Similarly, industrial gearboxes are now expected to last multiples of the once-accepted “5 to 7 years.” Better materials and higher quality components are part of the prescription for longer service life, but equally as important is a thorough understanding of the “duty cycle” the equipment will experience.
The service factor charts (see previous posting) in the standards have columns for the expected “hours-per-day” of operation, but there is a lot more to duty cycle than how long the drives are under power. I summarize it as “how big of a hammer do you have and how often do you hit it?”
Pretend you are an automobile company; getting past that ten-year warranty is much easier when the driver is a law abiding adult, rather than some fool kid who has to replace his tires every three months.
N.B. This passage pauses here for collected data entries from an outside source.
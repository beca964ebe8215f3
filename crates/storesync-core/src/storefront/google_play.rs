//! Google Play Console client.
//!
//! Every listing read or write goes through an edit. Reads reuse one
//! long-lived edit per client; writes get a fresh edit that the apply engine
//! commits or discards.

use std::collections::BTreeMap;
use std::sync::Arc;

use async_trait::async_trait;
use reqwest::{Client, Method};
use serde::Deserialize;
use serde_json::Value;
use tokio::sync::Mutex;

use super::{
    send_checked, EditSession, RemoteListing, Storefront, StorefrontError, StorefrontResult,
    TokenCache, TokenSource,
};
use crate::models::Store;
use crate::util::normalize_text_option;

pub const DEFAULT_GOOGLE_PLAY_API_URL: &str =
    "https://androidpublisher.googleapis.com/androidpublisher/v3";

const STORE: Store = Store::GooglePlay;
const LISTING_KEYS: [&str; 3] = ["title", "shortDescription", "fullDescription"];

pub struct GooglePlayClient {
    base_url: String,
    client: Client,
    tokens: TokenCache,
    package_name: String,
    read_edit: Mutex<Option<String>>,
}

impl GooglePlayClient {
    pub fn new(
        base_url: impl Into<String>,
        package_name: impl Into<String>,
        tokens: Arc<dyn TokenSource>,
    ) -> StorefrontResult<Self> {
        let base_url = normalize_text_option(Some(base_url.into()))
            .ok_or_else(|| {
                StorefrontError::Auth("Google Play API URL must not be empty".to_string())
            })?
            .trim_end_matches('/')
            .to_string();
        let package_name = normalize_text_option(Some(package_name.into())).ok_or_else(|| {
            StorefrontError::InvalidRequest {
                store: STORE,
                message: "package name must not be empty".to_string(),
            }
        })?;
        let client = Client::builder()
            .build()
            .map_err(|error| StorefrontError::http(STORE, &error))?;

        Ok(Self {
            base_url,
            client,
            tokens: TokenCache::new(tokens),
            package_name,
            read_edit: Mutex::new(None),
        })
    }

    fn edits_url(&self) -> String {
        format!(
            "{}/applications/{}/edits",
            self.base_url, self.package_name
        )
    }

    fn listing_url(&self, edit_id: &str, native_locale: &str) -> String {
        format!("{}/{edit_id}/listings/{native_locale}", self.edits_url())
    }

    async fn request(&self, method: Method, url: &str) -> StorefrontResult<reqwest::RequestBuilder> {
        let token = self.tokens.bearer().await?;
        Ok(self.client.request(method, url).bearer_auth(token))
    }

    async fn open_edit(&self) -> StorefrontResult<String> {
        let request = self
            .request(Method::POST, &self.edits_url())
            .await?
            .json(&serde_json::json!({}));
        let response = send_checked(STORE, request).await?;
        let edit = response
            .json::<AppEdit>()
            .await
            .map_err(|error| StorefrontError::payload(STORE, error.to_string()))?;
        tracing::debug!(package = %self.package_name, edit = %edit.id, "Opened Google Play edit");
        Ok(edit.id)
    }

    async fn read_edit_id(&self) -> StorefrontResult<String> {
        let mut guard = self.read_edit.lock().await;
        if let Some(id) = guard.as_ref() {
            return Ok(id.clone());
        }
        let id = self.open_edit().await?;
        *guard = Some(id.clone());
        Ok(id)
    }

    fn require_edit<'a>(&self, edit: Option<&'a EditSession>) -> StorefrontResult<&'a str> {
        edit.map(|edit| edit.id.as_str())
            .ok_or_else(|| StorefrontError::InvalidRequest {
                store: STORE,
                message: "writes require an open edit".to_string(),
            })
    }

    async fn write_listing(
        &self,
        method: Method,
        edit: Option<&EditSession>,
        native_locale: &str,
        values: &BTreeMap<String, String>,
    ) -> StorefrontResult<()> {
        let edit_id = self.require_edit(edit)?;
        let mut body = serde_json::Map::new();
        body.insert("language".to_string(), Value::from(native_locale));
        for (key, value) in values {
            if LISTING_KEYS.contains(&key.as_str()) {
                body.insert(key.clone(), Value::from(value.as_str()));
            }
        }
        let request = self
            .request(method, &self.listing_url(edit_id, native_locale))
            .await?
            .json(&Value::Object(body));
        send_checked(STORE, request).await?;
        Ok(())
    }
}

#[async_trait]
impl Storefront for GooglePlayClient {
    fn store(&self) -> Store {
        STORE
    }

    async fn fetch_listings(&self) -> StorefrontResult<Vec<RemoteListing>> {
        // A fresh read edit per fetch so the listing reflects the live state.
        let edit_id = self.open_edit().await?;
        *self.read_edit.lock().await = Some(edit_id.clone());

        let url = format!("{}/{edit_id}/listings", self.edits_url());
        let response = send_checked(STORE, self.request(Method::GET, &url).await?).await?;
        let payload = response
            .json::<ListingsResponse>()
            .await
            .map_err(|error| StorefrontError::payload(STORE, error.to_string()))?;

        Ok(payload
            .listings
            .into_iter()
            .map(|listing| RemoteListing {
                native_locale: listing.language,
                values: listing
                    .values
                    .into_iter()
                    .filter(|(key, _)| LISTING_KEYS.contains(&key.as_str()))
                    .filter_map(|(key, value)| value.as_str().map(|text| (key, text.to_string())))
                    .collect(),
            })
            .collect())
    }

    async fn fetch_screenshot_count(&self, native_locale: &str) -> StorefrontResult<usize> {
        let edit_id = self.read_edit_id().await?;
        let url = format!(
            "{}/phoneScreenshots",
            self.listing_url(&edit_id, native_locale)
        );
        let response = send_checked(STORE, self.request(Method::GET, &url).await?).await?;
        let payload = response
            .json::<ImagesResponse>()
            .await
            .map_err(|error| StorefrontError::payload(STORE, error.to_string()))?;
        Ok(payload.images.len())
    }

    async fn begin_edit(&self) -> StorefrontResult<Option<EditSession>> {
        Ok(Some(EditSession {
            id: self.open_edit().await?,
        }))
    }

    async fn create_locale(
        &self,
        edit: Option<&EditSession>,
        native_locale: &str,
        values: &BTreeMap<String, String>,
    ) -> StorefrontResult<()> {
        self.write_listing(Method::PUT, edit, native_locale, values)
            .await
    }

    async fn update_locale(
        &self,
        edit: Option<&EditSession>,
        native_locale: &str,
        values: &BTreeMap<String, String>,
    ) -> StorefrontResult<()> {
        self.write_listing(Method::PATCH, edit, native_locale, values)
            .await
    }

    async fn delete_locale(
        &self,
        edit: Option<&EditSession>,
        native_locale: &str,
    ) -> StorefrontResult<()> {
        let edit_id = self.require_edit(edit)?;
        let url = self.listing_url(edit_id, native_locale);
        send_checked(STORE, self.request(Method::DELETE, &url).await?).await?;
        Ok(())
    }

    async fn commit_edit(&self, edit: EditSession) -> StorefrontResult<()> {
        let url = format!("{}/{}:commit", self.edits_url(), edit.id);
        send_checked(STORE, self.request(Method::POST, &url).await?).await?;
        tracing::info!(package = %self.package_name, edit = %edit.id, "Committed Google Play edit");
        Ok(())
    }

    async fn discard_edit(&self, edit: EditSession) -> StorefrontResult<()> {
        let url = format!("{}/{}", self.edits_url(), edit.id);
        send_checked(STORE, self.request(Method::DELETE, &url).await?).await?;
        Ok(())
    }
}

#[derive(Debug, Deserialize)]
struct AppEdit {
    id: String,
}

#[derive(Debug, Deserialize)]
struct ListingsResponse {
    #[serde(default)]
    listings: Vec<ListingResource>,
}

#[derive(Debug, Deserialize)]
struct ListingResource {
    language: String,
    #[serde(flatten)]
    values: serde_json::Map<String, Value>,
}

#[derive(Debug, Deserialize)]
struct ImagesResponse {
    #[serde(default)]
    images: Vec<Value>,
}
Our industry’s appreciation of duty cycle can be traced to warranty issues. Several influential technical papers explain just how much service life can depend on operating conditions. One that comes to mind concerned two identical power plants. The one that was started and kept running a nearly full load seldom experienced a failure; its neighbor, which was used only during times of peak demand, needed frequent repairs. The damage was traced to high starting loads; in other words, frequent application of that proverbial hammer.
Wind turbine gearbox designers are credited with bringing Miner’s Rule analysis of variable load applications into common use. Your product specification is incomplete without an understanding of the expected “duty cycle.” If you or your customer do not have this information, it would be wise to use the keywords in the Gear Technology (geartechnology.com) search engine and read the technical papers available.